On the other hand, that same company put another High Potential into a demanding new business opportunity. Here, it was the person's immediate readiness to move to the next level that was being recognized. In this case, a more traditional variable pay plan was appropriate for rewarding growth in depth of contribution. The critical issue here was to clearly define some milestone levels to honour the fact that this person was new to the level of complexity faced.
3. As these two examples show, integrating rewards and recognition requires paying real attention to the recognition side of the equation, in particular by focusing on development. Providing for the future leadership of the organization means making sure people gain the intellectual, ethical and behavioural capability to deal with the complexities of the business and human issues the organization will be putting in front of them. That means different development actions for different people. And it doesn't happen by accident.
For example, if you formally recognize (and reward) executives and managers who are great coaches and call it when they are not, you will get more coaches.

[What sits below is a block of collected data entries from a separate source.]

//! API client for a running guardian

use anyhow::{Context, Result};
use guardian_lib::{alerting::ActiveAlert, monitor::SlaSnapshot, store::Page};
use reqwest::Client;
use serde::{de::DeserializeOwned, Serialize};
use url::Url;

/// API client for the guardian query API
pub struct ApiClient {
    client: Client,
    base_url: Url,
}

/// Query parameters understood by the alert endpoints
#[derive(Debug, Clone, Default, Serialize)]
#[serde(rename_all = "camelCase")]
pub struct AlertQuery {
    #[serde(skip_serializing_if = "Option::is_none")]
    pub namespace: Option<String>,
    #[serde(skip_serializing_if = "Option::is_none")]
    pub name: Option<String>,
    #[serde(rename = "type", skip_serializing_if = "Option::is_none")]
    pub alert_type: Option<String>,
    #[serde(skip_serializing_if = "Option::is_none")]
    pub severity: Option<String>,
    #[serde(skip_serializing_if = "Option::is_none")]
    pub offset: Option<usize>,
    #[serde(skip_serializing_if = "Option::is_none")]
    pub limit: Option<usize>,
}

impl ApiClient {
    /// Create a new API client
    pub fn new(base_url: &str) -> Result<Self> {
        let client = Client::builder()
            .timeout(std::time::Duration::from_secs(30))
            .build()
            .context("Failed to create HTTP client")?;

        let base_url = Url::parse(base_url).context("Invalid API URL")?;

        Ok(Self { client, base_url })
    }

    /// Make a GET request
    pub async fn get<T: DeserializeOwned, Q: Serialize + ?Sized>(&self, path: &str, query: &Q) -> Result<T> {
        let url = self.base_url.join(path).context("Invalid path")?;

        let response = self
            .client
            .get(url)
            .query(query)
            .send()
            .await
            .context("Failed to send request")?;

        if !response.status().is_success() {
            let status = response.status();
            let body = response.text().await.unwrap_or_default();
            anyhow::bail!("API error ({}): {}", status, body);
        }

        response.json().await.context("Failed to parse response")
    }

    pub async fn active_alerts(&self, query: &AlertQuery) -> Result<Vec<ActiveAlert>> {
        self.get("api/v1/alerts", query).await
    }

    pub async fn alert_history(&self, query: &AlertQuery) -> Result<Page<ActiveAlert>> {
        self.get("api/v1/alerts/history", query).await
    }

    pub async fn sla_snapshot(&self, namespace: &str, name: &str) -> Result<SlaSnapshot> {
        let path = format!("api/v1/sla/{}/{}", namespace, name);
        self.get(&path, &[] as &[(&str, &str)]).await
    }
}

And talent always needs coaching.
If you recognize potential by sending people on leadership development programs (whether internal or external) early in their careers, you will get better leadership capability sooner and across a wider spectrum.
If you acknowledge high potentials and then do nothing about it, you will get people who feel valuable but undervalued - a sure recipe for top talent turnover.

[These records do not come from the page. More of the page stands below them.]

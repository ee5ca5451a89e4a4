//! Alert queries against a running guardian

use anyhow::Result;
use guardian_lib::alerting::ActiveAlert;
use tabled::Tabled;

use crate::client::{AlertQuery, ApiClient};
use crate::output::{color_status, format_timestamp, print_json, print_table, OutputFormat};

#[derive(Tabled)]
struct AlertRow {
    #[tabled(rename = "Job")]
    job: String,
    #[tabled(rename = "Type")]
    alert_type: String,
    #[tabled(rename = "State")]
    state: String,
    #[tabled(rename = "Severity")]
    severity: String,
    #[tabled(rename = "Since")]
    since: String,
    #[tabled(rename = "Message")]
    message: String,
}

impl From<&ActiveAlert> for AlertRow {
    fn from(alert: &ActiveAlert) -> Self {
        Self {
            job: alert.job.to_string(),
            alert_type: alert.alert_type.to_string(),
            state: color_status(alert.state.as_str()),
            severity: color_status(alert.severity.as_str()),
            since: format_timestamp(&alert.since),
            message: alert.context.message.clone(),
        }
    }
}

pub async fn list(client: &ApiClient, query: &AlertQuery, format: OutputFormat) -> Result<()> {
    let alerts = client.active_alerts(query).await?;

    match format {
        OutputFormat::Json => print_json(&alerts)?,
        OutputFormat::Table => {
            print_table(alerts.iter().map(AlertRow::from).collect(), "No active alerts");
            let suggestions: Vec<_> = alerts
                .iter()
                .filter_map(|a| a.suggestion.as_ref().map(|s| (a, s)))
                .collect();
            if !suggestions.is_empty() {
                println!();
                for (alert, suggestion) in suggestions {
                    println!("{} ({}): {}", alert.job, suggestion.pattern, suggestion.text);
                }
            }
        }
    }

    Ok(())
}

pub async fn history(client: &ApiClient, query: &AlertQuery, format: OutputFormat) -> Result<()> {
    let page = client.alert_history(query).await?;

    match format {
        OutputFormat::Json => print_json(&page)?,
        OutputFormat::Table => {
            print_table(page.items.iter().map(AlertRow::from).collect(), "No resolved alerts");
            println!(
                "\nShowing {}-{} of {}",
                page.offset + 1.min(page.items.len()),
                page.offset + page.items.len(),
                page.total
            );
        }
    }

    Ok(())
}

If you advance people with questionable values and ethics into positions of greater authority, you will get more people with questionable ethics and a poisoned succession pool.
If you seek out the "right" work to give to high potential people - work that fits with their strengths - you will get above average results and greater commitment. If you do not match the type and pace of assignments given to talented individuals, you will marginalize their results. And their commitment.
4. Finally, the true values of the organization show just as much in the way it deals with people and practices that drag everyone else down as in the way it rewards and recognizes excellence. In other words, succession management means weeding as well as feeding. HR executives should be pressing forward on practices that make the performance metrics/consequences for low performance just as clear as the performance metrics for high performance.
In sum, it is the Rewards side of the Rewards and Recognition equation that has received the lion's share of attention but it is the Recognition side that ensures successful outcomes on the challenges of succession management, whether from a governance, organizational or individual viewpoint. HR executives cannot ignore Reward program redesigns (you need to get them right) but they are only the foundation. Actively managing out individuals with low potential while building the intellectual, ethical and behavioural capability of the "A" players (the future leadership bench) is where the gold is for succession management. The effort pays dividends in sustainable performance far in excess of investment costs.
So take a good look at your organization's Rewards and Recognition efforts. Do they support your succession management program(s)? Are they integrated with other elements of the overall employment deal? Are they good enough?
Paul Britton is a Partner with Crossford Consulting Group.
He has over 25 years of human resources management experience working in both line Human Resources and consulting.